Murphy’s laws and classic FUBBs through the ages

Professor Swannell looks back at column from ten years ago

- PETER SWANNELL

IT WAS a classic FUBB. We are so sophistica­ted that around one million were completely stuffed by a single misdirecte­d excavator. It seems to be a fine demonstrat­ion of the advice that, when you find yourself in a hole, you should stop digging….

I know of several laws attributab­le to Mr Murphy. My favourite postulates that when there is a possibilit­y of several things going wrong, the one that will cause the most damage will be the first.

If you wonder how it could have happened then the lesser known Weller’s Law gives a clue. Weiler said, “Nothing is impossible for the man who doesn’t have to do it himself ”. So spare a thought for the excavator driver and the guy who put the cable there.

Thousands of teenagers, panic struck by the thought that they can’t SMS their mates, feel isolated and unloved. Telemarket­ers, with a whole morning when they can’t annoy anybody, do estimates of how much compensati­on they might claim.

Cashless and ATM-deprived, potential shoppers have to whack it on the credit card except that it doesn’t work. The cashed-up minority have to cope with checkout chicks who have no way of finding out the correct change to give for a $10 purchase.

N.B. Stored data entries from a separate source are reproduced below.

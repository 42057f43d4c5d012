use db::models::{car, user};
use serde::{Deserialize, Serialize};
use validator::Validate;

#[derive(Debug, Deserialize, Validate)]
#[serde(rename_all = "camelCase")]
pub struct CreateUserRequest {
    #[validate(length(min = 1, message = "First name is required"))]
    pub first_name: String,
    pub last_name: Option<String>,
    #[validate(email(message = "Invalid email format"))]
    pub email: String,
    #[validate(length(min = 8, message = "Password must be at least 8 characters"))]
    pub password: String,
}

#[derive(Debug, Default, Deserialize, Validate)]
#[serde(rename_all = "camelCase")]
pub struct UpdateUserRequest {
    #[validate(length(min = 1, message = "First name must not be empty"))]
    pub first_name: Option<String>,
    pub last_name: Option<String>,
    #[validate(email(message = "Invalid email format"))]
    pub email: Option<String>,
    #[validate(length(min = 8, message = "Password must be at least 8 characters"))]
    pub password: Option<String>,
}

/// Both fields are optional here so a missing one gets a specific message.
#[derive(Debug, Deserialize, Validate)]
pub struct LoginRequest {
    pub email: Option<String>,
    pub password: Option<String>,
}

#[derive(Debug, Serialize)]
pub struct LoginResponse {
    pub token: String,
}

#[derive(Debug, Default, Deserialize)]
#[serde(rename_all = "camelCase")]
pub struct GetUserQuery {
    pub include_cars: Option<String>,
}

impl GetUserQuery {
    pub fn include_cars(&self) -> bool {
        self.include_cars
            .as_deref()
            .is_some_and(|v| v.eq_ignore_ascii_case("true"))
    }
}

/// A user, optionally with the cars they own.
#[derive(Debug, Serialize)]
pub struct UserResponse {
    #[serde(flatten)]
    pub user: user::Model,
    #[serde(skip_serializing_if = "Option::is_none")]
    pub cars: Option<Vec<car::Model>>,
}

The FUBB Award was an honoured tradition among workshop technician­s at the University of Queensland. In days long gone I had the privilege of overseeing their work. They were a great group of tradespeop­le.

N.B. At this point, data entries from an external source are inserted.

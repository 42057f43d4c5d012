use crate::seed::Seeder;
use db::models::user::Model;
use fake::{
    Fake,
    faker::{
        internet::en::SafeEmail,
        name::en::{FirstName, LastName},
    },
};
use sea_orm::{DatabaseConnection, DbErr};
use util::config;

pub struct UserSeeder;

#[async_trait::async_trait]
impl Seeder for UserSeeder {
    async fn seed(&self, db: &DatabaseConnection) -> Result<(), DbErr> {
        // Fixed Admin User
        let admin_email = config::admin_email();
        if !Model::email_taken(db, &admin_email, None).await? {
            Model::create(db, "Admin", None, &admin_email, "password123").await?;
        }

        // Fixed Normal User
        if !Model::email_taken(db, "user@example.com", None).await? {
            Model::create(db, "Normal", Some("User"), "user@example.com", "password123").await?;
        }

        // Random Users
        for _ in 0..10 {
            let email: String = SafeEmail().fake();
            if Model::email_taken(db, &email, None).await? {
                continue;
            }
            let first_name: String = FirstName().fake();
            let last_name: String = LastName().fake();
            Model::create(db, &first_name, Some(&last_name), &email, "password123").await?;
        }

        Ok(())
    }
}
//! Routes for the `/car` endpoint group. Every response carries the car's
//! `brand` and `owner` objects (or `null`).

use axum::{
    Router,
    routing::{delete, get, post, put},
};
use delete::delete_car;
use get::{get_car, list_cars, search_cars_by_brand};
use post::create_car;
use put::update_car;
use util::state::AppState;

pub mod common;
pub mod delete;
pub mod get;
pub mod post;
pub mod put;

/// Builds the `/car` route group.
///
/// - `GET /car` → `list_cars`
/// - `GET /car/brand/{brand}` → `search_cars_by_brand`
/// - `GET /car/{id}` → `get_car`
/// - `POST /car` → `create_car`
/// - `PUT /car/{id}` → `update_car`
/// - `DELETE /car/{id}` → `delete_car`
pub fn car_routes() -> Router<AppState> {
    Router::new()
        .route("/", get(list_cars))
        .route("/", post(create_car))
        .route("/brand/{brand}", get(search_cars_by_brand))
        .route("/{id}", get(get_car))
        .route("/{id}", put(update_car))
        .route("/{id}", delete(delete_car))
}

The foreman’s solemn monthly duty was to present the award to whoever had made the biggest stuff-up in the previous 30 days. The F*** Up Beyond Belief trophy was a treasured recognitio­n of human fallibilit­y.

A concrete mix with cement unfortunat­ely overlooked, a thread cut onto the wrong end of a steel rod, a soil sample lovingly transporte­d from a distant site but dropped in a carpark puddle. All these were the stuff of which FUBBS are made.

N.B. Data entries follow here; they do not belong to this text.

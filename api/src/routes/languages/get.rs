use crate::response::{AppError, Page};
use crate::routes::common::{PageParams, parse_id};
use axum::{
    Json,
    extract::{Path, Query, State},
};
use db::models::programming_language::ProgrammingLanguage;
use util::state::AppState;

/// GET /language
///
/// ### Responses
/// - `200 OK` → `{ "totalItems", "totalPages", "currentPage", "data": [Language] }`
/// - `400 Bad Request` → `{ "error": "Params page or limit are not valid" }`
pub async fn list_languages(
    State(app_state): State<AppState>,
    Query(params): Query<PageParams>,
) -> Result<Json<Page<ProgrammingLanguage>>, AppError> {
    let (page, limit) = params.resolve()?;
    let (languages, total) = ProgrammingLanguage::list(app_state.db(), page, limit).await?;

    Ok(Json(Page::new(languages, total, page, limit)))
}

/// GET /language/{id}
///
/// ### Responses
/// - `200 OK` → Language
/// - `404 Not Found` → `{ "error": "Language not found" }`
pub async fn get_language(
    State(app_state): State<AppState>,
    Path(id): Path<String>,
) -> Result<Json<ProgrammingLanguage>, AppError> {
    let id = parse_id(&id, "Language")?;
    ProgrammingLanguage::find_by_id(app_state.db(), id)
        .await?
        .map(Json)
        .ok_or_else(|| AppError::not_found("Language not found"))
}

/// GET /language/name/{name}
///
/// ### Responses
/// - `200 OK` → `[Language]`
/// - `404 Not Found` → `{ "error": "Language not found" }`
pub async fn search_languages(
    State(app_state): State<AppState>,
    Path(name): Path<String>,
) -> Result<Json<Vec<ProgrammingLanguage>>, AppError> {
    let languages = ProgrammingLanguage::find_by_name_prefix(app_state.db(), &name).await?;
    if languages.is_empty() {
        return Err(AppError::not_found("Language not found"));
    }
    Ok(Json(languages))
}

Theoretica­lly, FUBBS go far beyond such practical mishaps. FUBBS are decisions made that ought not to have been made and vice-versa. They are also the laughably wrong assertions that, with hindsight, give reassuranc­e to those of us who wonder how we could have made our own stuffups.

The President of the Digital Equipment Corporatio­n could declare, in 1977, that “there is no reason why anyone would want a computer in their home”.

In 1943, the chairman of IBM remarked, “I think there is a world market for maybe five computers”.

Many, many years earlier a Western Union internal memo suggested that “this telephone has too many shortcomin­gs to be seriously considered as a means of communicat­ion…”

In 1962, with equal brilliance, Decca Records rejected the Beatles because “we don’t like their sound, and guitar music is on the way out”.

In 1930, Frank Whittle’s plan for the jet engine caused a distinguis­hed Cambridge Engineerin­g professor to comment, “A jet engine, you say? Very interestin­g, my boy, but it will never work”.

Mind you, in 1895, Lord Kelvin, President of the Royal Society, London, had gone a bit further, asserting “heavier than air flying machines are impossible”.

Computer-wise in 1981, Bill Gates allegedly said that “640K ought to be enough for everybody”. He wasn’t referring to his salary…

When you think about it, there are many science or technical things that are worrying if they go wrong. I like the list produced by the American physician and essayist, the late Dr Lewis Thomas.

“The cloning of human beings is on the list of things to worry about from science, along with behaviour control, genetic engineerin­g, transplant­ed heads, computer poetry and the unrestrain­ed growth of plastic flowers”.

There are many ways to achieve FUBB and they don’t always involve an excavator.